音楽映画としても、家族愛を描いた作品としてもとてもよく出来た作品でした。

タイトルの「5つの銅貨 (The Five Pennies)」とは、ニコルズが結成したバンド名のこと。
1920〜30年代、そのバンドにはグレン・ミラーやトミー・ドーシー、ベニー・グッドマンなどのスウィングジャズを牽引するレジェンド達が所属していて、若き日の彼らの才能を見出したのがこのレッド・ニコルズ

本作ではそのレッド・ニコルズをダニー・ケイが表情豊かに好演しています。ちなみに、劇中でのコルネットの演奏はレッド・ニコルズご本人の吹き替えとのこと。

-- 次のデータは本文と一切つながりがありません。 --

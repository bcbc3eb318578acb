//! Run command: execute every job in a manifest.

use std::path::Path;

use copybook_layout::Manifest;
use miette::Result;

use crate::entities::default_registry;
use crate::runner::{run_manifest, ImportEngine};

/// Execute the manifest and print per-job statistics.
pub fn run(manifest_path: &Path, out_dir: Option<&Path>, batch_size: usize) -> Result<()> {
    let engine = ImportEngine::new(default_registry());
    let manifest = Manifest::load(manifest_path)?;
    let results = run_manifest(&engine, &manifest, out_dir, batch_size)?;

    for (name, stats) in &results {
        println!(
            "job '{}': {} file(s), {} line(s), {} record(s), {} skipped",
            name, stats.files, stats.lines, stats.records, stats.skipped
        );
    }
    Ok(())
}
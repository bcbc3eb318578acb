//! Import manifest: the list of jobs to run.

use std::path::{Path, PathBuf};

use serde::{Deserialize, Serialize};

use crate::codes::code_enum;
use crate::error::LayoutError;
use crate::Result;

code_enum! {
    /// Whether a line yields one flat record or a parent with children.
    JobMode {
        /// One line, one record; OCCURS groups are ignored.
        Single => "single",
        /// One line, one parent plus child-collection members.
        Graph => "graph",
    }
}

/// One import job: input files, layout, mode, and destination entity.
#[derive(Debug, Clone, Serialize, Deserialize)]
#[serde(rename_all = "camelCase")]
pub struct JobSpec {
    /// Job name, used in logs and as the default source system.
    pub name: String,
    /// Glob matching the input flat files.
    pub input_glob: String,
    /// Path to the layout YAML describing the file format.
    pub layout_path: PathBuf,
    /// Parse mode.
    pub mode: JobMode,
    /// Registry name of the destination entity (the parent in graph mode).
    pub entity: String,
    /// Overrides the source-system stamp; defaults to the job name.
    #[serde(default)]
    pub source_system: Option<String>,
    /// Overrides the batch id; defaults to a timestamp-derived id.
    #[serde(default)]
    pub batch_id: Option<String>,
}

impl JobSpec {
    fn validate(&self) -> Result<()> {
        let job = "job";
        if self.name.trim().is_empty() {
            return Err(LayoutError::invalid(job, &self.name, "name is empty"));
        }
        if self.input_glob.trim().is_empty() {
            return Err(LayoutError::invalid(job, &self.name, "inputGlob is empty"));
        }
        if self.layout_path.as_os_str().is_empty() {
            return Err(LayoutError::invalid(job, &self.name, "layoutPath is empty"));
        }
        if self.entity.trim().is_empty() {
            return Err(LayoutError::invalid(job, &self.name, "entity is empty"));
        }
        Ok(())
    }
}

/// The manifest file: an ordered list of jobs.
#[derive(Debug, Clone, Default, Serialize, Deserialize)]
#[serde(rename_all = "camelCase", default)]
pub struct Manifest {
    /// Jobs, run in declaration order.
    pub jobs: Vec<JobSpec>,
}

impl Manifest {
    /// Load a manifest from a YAML file and validate it.
    pub fn load(path: impl AsRef<Path>) -> Result<Self> {
        let path = path.as_ref();
        let content = std::fs::read_to_string(path).map_err(|source| LayoutError::Io {
            path: path.to_path_buf(),
            source,
        })?;
        let manifest: Self =
            serde_yaml::from_str(&content).map_err(|source| LayoutError::Yaml {
                path: path.to_path_buf(),
                source,
            })?;
        manifest.validate()?;
        Ok(manifest)
    }

    /// Check every job's structural invariants.
    pub fn validate(&self) -> Result<()> {
        for job in &self.jobs {
            job.validate()?;
        }
        Ok(())
    }
}

#[cfg(test)]
mod tests {
    use super::*;

    #[test]
    fn test_manifest_yaml() {
        let yaml = r#"
jobs:
  - name: claims
    inputGlob: "data/CLAIM01*.dat"
    layoutPath: layouts/claims.yaml
    mode: graph
    entity: Claim
    batchId: B42
"#;
        let manifest: Manifest = serde_yaml::from_str(yaml).unwrap();
        manifest.validate().unwrap();
        let job = &manifest.jobs[0];
        assert_eq!(job.mode, JobMode::Graph);
        assert_eq!(job.batch_id.as_deref(), Some("B42"));
        assert!(job.source_system.is_none());
    }

    #[test]
    fn test_mode_is_case_insensitive() {
        assert_eq!(JobMode::parse("SINGLE"), Some(JobMode::Single));
        assert_eq!(JobMode::parse("Graph"), Some(JobMode::Graph));
        assert_eq!(JobMode::parse("tree"), None);
    }

    #[test]
    fn test_empty_glob_is_rejected() {
        let yaml = r#"
jobs:
  - name: claims
    inputGlob: "  "
    layoutPath: layouts/claims.yaml
    mode: single
    entity: Claim
"#;
        let manifest: Manifest = serde_yaml::from_str(yaml).unwrap();
        assert!(manifest.validate().is_err());
    }

    #[test]
    fn test_unknown_mode_is_rejected() {
        let yaml = r#"
jobs:
  - name: claims
    inputGlob: "*.dat"
    layoutPath: l.yaml
    mode: forest
    entity: Claim
"#;
        assert!(serde_yaml::from_str::<Manifest>(yaml).is_err());
    }
}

実際のニコルズは控えめな性格だったらしいですが、劇中ではユーモアたっぷりなダニー・ケイが可愛らしい。
ハンチング帽に蝶ネクタイ姿で登場し、初っ端から音が大きすぎるからとミュートをつけさせられたり、「ラッパじゃない!コルネットと呼べ!」というセリフには地味に共感。うんうん、分かるよ。私もラッパって呼ばれるの嫌だった(笑)

そして、私も大好きなサッチモさんことルイ・アームストロングも本人役で出演。
サッチモさんに認められたニコルズが、
「あのジャズの王様に国一番だと言われた。でも本当の一番は彼だ。彼に近付きたい」
というセリフから、その当時すでにスター的存在だったサッチモさんがニコルズにとって、どれ程偉大な人で憧れの存在だったかが感じ取れる。

真っ暗なステージにスポットライトの光が当たり、トランペットのベルが照らし出され、サッチモさんのあの笑顔と音色が響き渡った瞬間からはもう釘付けに。

「When the Saints Go Marchin'In」での二人の掛け合い
ダニー・ケイの優しい歌声の「Lullaby In Ragtime」
そして、3人同時進行で歌い上げる「The Five Pennies」、「Lullaby In Ragtime」、「Good Night, Sleep Tight」

どの楽曲もパフォーマンスも本当に素晴らしかった。

そして物語は陽気で楽しい前半から、切ない後半へ。

音楽への情熱
友との友情
夫婦の絆
娘への愛情

レッド・ニコルズという人は愛情深くて、本当に愛に溢れた人だったんだろうな。だから時代が変わっても移り気な人々の心に響き、彼の音楽を愛する沢山の人がいた。
そんなラストシーンは感動の涙でいっぱいに。

ジャズ好きの人はもちろん、そうでなくても家族愛に溢れた作品なのでおすすめです!